WHAT TO DO: Check every line below for the word "trim" and show those that hold it.

** Opening ENTRIES SUPPLIED block **

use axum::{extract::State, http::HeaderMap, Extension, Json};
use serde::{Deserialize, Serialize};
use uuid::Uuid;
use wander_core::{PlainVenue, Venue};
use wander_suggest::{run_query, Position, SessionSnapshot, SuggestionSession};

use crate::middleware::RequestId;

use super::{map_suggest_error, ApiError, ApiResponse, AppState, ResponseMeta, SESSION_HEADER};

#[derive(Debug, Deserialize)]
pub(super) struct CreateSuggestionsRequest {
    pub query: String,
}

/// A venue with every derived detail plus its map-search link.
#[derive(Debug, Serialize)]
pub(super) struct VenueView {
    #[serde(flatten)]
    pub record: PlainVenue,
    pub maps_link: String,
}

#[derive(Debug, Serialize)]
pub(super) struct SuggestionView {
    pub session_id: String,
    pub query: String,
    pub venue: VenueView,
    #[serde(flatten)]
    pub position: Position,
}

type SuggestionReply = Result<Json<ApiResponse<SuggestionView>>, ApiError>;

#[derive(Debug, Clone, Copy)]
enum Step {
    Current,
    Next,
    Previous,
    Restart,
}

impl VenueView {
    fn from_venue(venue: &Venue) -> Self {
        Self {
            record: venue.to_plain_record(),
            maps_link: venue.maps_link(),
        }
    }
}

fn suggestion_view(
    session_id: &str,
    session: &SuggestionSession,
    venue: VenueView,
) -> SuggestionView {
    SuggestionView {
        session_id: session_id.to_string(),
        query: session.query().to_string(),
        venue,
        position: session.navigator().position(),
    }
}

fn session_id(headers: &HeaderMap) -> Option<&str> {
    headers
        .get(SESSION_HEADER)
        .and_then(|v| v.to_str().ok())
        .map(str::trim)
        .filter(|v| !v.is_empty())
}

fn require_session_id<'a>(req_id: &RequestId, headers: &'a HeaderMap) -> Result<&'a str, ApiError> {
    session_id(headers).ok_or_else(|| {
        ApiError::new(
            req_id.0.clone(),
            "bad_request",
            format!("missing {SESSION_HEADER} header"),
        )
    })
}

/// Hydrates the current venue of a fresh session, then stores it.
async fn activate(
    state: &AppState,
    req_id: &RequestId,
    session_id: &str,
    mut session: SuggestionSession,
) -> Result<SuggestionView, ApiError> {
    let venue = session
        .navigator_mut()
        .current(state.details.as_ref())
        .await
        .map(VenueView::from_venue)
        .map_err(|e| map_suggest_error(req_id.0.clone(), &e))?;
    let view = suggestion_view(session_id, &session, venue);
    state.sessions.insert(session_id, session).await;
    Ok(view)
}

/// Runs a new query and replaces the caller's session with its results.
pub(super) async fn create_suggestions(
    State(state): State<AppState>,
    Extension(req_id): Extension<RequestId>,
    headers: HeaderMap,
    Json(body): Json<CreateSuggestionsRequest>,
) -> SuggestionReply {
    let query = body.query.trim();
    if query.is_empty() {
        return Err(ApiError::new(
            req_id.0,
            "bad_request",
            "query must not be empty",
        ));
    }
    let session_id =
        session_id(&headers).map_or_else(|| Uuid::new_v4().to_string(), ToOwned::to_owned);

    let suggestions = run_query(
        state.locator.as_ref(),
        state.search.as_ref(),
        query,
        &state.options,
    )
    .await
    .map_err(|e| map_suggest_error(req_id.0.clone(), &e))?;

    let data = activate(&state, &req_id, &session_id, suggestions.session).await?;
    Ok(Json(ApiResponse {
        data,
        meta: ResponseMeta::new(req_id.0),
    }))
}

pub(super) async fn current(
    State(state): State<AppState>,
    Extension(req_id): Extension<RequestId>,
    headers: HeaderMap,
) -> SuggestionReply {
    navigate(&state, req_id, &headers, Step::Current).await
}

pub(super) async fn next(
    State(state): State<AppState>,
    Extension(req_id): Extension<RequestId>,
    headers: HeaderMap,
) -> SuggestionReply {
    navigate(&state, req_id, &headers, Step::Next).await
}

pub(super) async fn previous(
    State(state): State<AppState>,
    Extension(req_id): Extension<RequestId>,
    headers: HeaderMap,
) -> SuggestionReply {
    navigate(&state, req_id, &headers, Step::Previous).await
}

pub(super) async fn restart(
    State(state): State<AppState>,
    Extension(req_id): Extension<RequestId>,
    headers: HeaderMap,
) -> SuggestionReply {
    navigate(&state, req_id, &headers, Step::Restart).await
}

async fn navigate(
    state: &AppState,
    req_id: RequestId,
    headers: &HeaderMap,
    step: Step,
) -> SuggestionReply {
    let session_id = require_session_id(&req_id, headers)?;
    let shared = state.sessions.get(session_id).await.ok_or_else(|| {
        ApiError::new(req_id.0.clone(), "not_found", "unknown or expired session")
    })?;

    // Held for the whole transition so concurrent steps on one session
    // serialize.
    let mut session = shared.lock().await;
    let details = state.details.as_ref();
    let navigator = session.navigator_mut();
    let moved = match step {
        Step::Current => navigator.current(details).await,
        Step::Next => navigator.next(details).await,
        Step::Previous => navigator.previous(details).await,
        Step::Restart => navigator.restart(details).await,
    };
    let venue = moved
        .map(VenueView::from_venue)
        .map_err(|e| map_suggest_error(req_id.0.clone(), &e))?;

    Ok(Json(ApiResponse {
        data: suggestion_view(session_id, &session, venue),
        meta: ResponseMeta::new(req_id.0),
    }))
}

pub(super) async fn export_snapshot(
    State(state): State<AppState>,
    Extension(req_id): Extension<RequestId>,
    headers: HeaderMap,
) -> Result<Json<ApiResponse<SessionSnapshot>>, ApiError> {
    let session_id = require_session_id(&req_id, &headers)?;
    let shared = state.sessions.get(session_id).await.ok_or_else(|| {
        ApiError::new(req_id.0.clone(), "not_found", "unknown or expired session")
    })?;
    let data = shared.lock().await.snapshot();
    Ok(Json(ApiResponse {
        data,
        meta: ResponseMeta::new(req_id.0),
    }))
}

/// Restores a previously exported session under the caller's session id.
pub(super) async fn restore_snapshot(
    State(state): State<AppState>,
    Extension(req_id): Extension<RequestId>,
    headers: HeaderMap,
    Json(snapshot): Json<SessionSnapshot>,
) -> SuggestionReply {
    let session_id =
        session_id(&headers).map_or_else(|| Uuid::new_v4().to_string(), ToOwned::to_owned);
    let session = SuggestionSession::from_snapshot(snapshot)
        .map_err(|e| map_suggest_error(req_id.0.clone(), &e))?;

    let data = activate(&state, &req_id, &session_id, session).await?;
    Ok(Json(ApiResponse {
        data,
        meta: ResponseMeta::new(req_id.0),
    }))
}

** Closing ENTRIES SUPPLIED block **
** Opening ENTRIES SUPPLIED block **

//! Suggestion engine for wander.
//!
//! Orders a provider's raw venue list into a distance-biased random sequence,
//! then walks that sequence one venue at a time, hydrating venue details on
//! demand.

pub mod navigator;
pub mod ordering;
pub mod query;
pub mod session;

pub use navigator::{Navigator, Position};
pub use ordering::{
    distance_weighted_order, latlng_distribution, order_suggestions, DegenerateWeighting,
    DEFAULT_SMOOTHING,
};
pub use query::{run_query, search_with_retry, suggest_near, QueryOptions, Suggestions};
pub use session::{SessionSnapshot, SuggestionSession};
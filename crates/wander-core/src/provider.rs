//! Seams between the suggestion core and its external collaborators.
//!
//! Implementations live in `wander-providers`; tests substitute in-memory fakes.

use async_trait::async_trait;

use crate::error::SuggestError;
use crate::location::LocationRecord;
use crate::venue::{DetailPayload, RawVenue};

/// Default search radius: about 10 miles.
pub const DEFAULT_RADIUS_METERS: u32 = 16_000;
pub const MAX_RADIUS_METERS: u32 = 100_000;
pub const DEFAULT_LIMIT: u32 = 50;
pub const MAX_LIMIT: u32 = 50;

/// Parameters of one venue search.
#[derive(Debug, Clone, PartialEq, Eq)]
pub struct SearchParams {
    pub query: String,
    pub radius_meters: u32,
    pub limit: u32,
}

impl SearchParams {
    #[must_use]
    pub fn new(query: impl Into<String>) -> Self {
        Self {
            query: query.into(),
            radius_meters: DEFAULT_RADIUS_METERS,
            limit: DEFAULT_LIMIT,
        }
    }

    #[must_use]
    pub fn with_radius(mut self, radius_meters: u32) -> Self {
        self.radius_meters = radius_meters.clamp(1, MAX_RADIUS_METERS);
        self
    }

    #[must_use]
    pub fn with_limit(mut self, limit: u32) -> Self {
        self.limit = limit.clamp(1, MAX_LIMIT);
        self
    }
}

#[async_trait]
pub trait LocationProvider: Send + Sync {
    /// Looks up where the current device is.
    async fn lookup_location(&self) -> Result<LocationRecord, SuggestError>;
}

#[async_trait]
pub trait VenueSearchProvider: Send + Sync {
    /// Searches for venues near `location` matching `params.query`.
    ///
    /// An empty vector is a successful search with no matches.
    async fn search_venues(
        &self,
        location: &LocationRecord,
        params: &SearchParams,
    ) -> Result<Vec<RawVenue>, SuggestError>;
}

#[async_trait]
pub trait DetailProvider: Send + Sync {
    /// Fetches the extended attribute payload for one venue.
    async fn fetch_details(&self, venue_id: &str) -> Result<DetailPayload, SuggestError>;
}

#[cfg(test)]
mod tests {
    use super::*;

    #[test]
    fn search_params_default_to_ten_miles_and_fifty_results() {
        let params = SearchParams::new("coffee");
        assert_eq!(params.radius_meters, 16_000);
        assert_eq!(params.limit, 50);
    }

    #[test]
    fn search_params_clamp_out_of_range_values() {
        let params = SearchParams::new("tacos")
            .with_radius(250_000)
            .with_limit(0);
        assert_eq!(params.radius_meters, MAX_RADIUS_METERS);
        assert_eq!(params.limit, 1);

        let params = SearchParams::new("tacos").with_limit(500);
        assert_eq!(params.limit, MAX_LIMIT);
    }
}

** Closing ENTRIES SUPPLIED block **

RESPONSE TO THIS EXERCISE:
        .map(str::trim)
    let query = body.query.trim();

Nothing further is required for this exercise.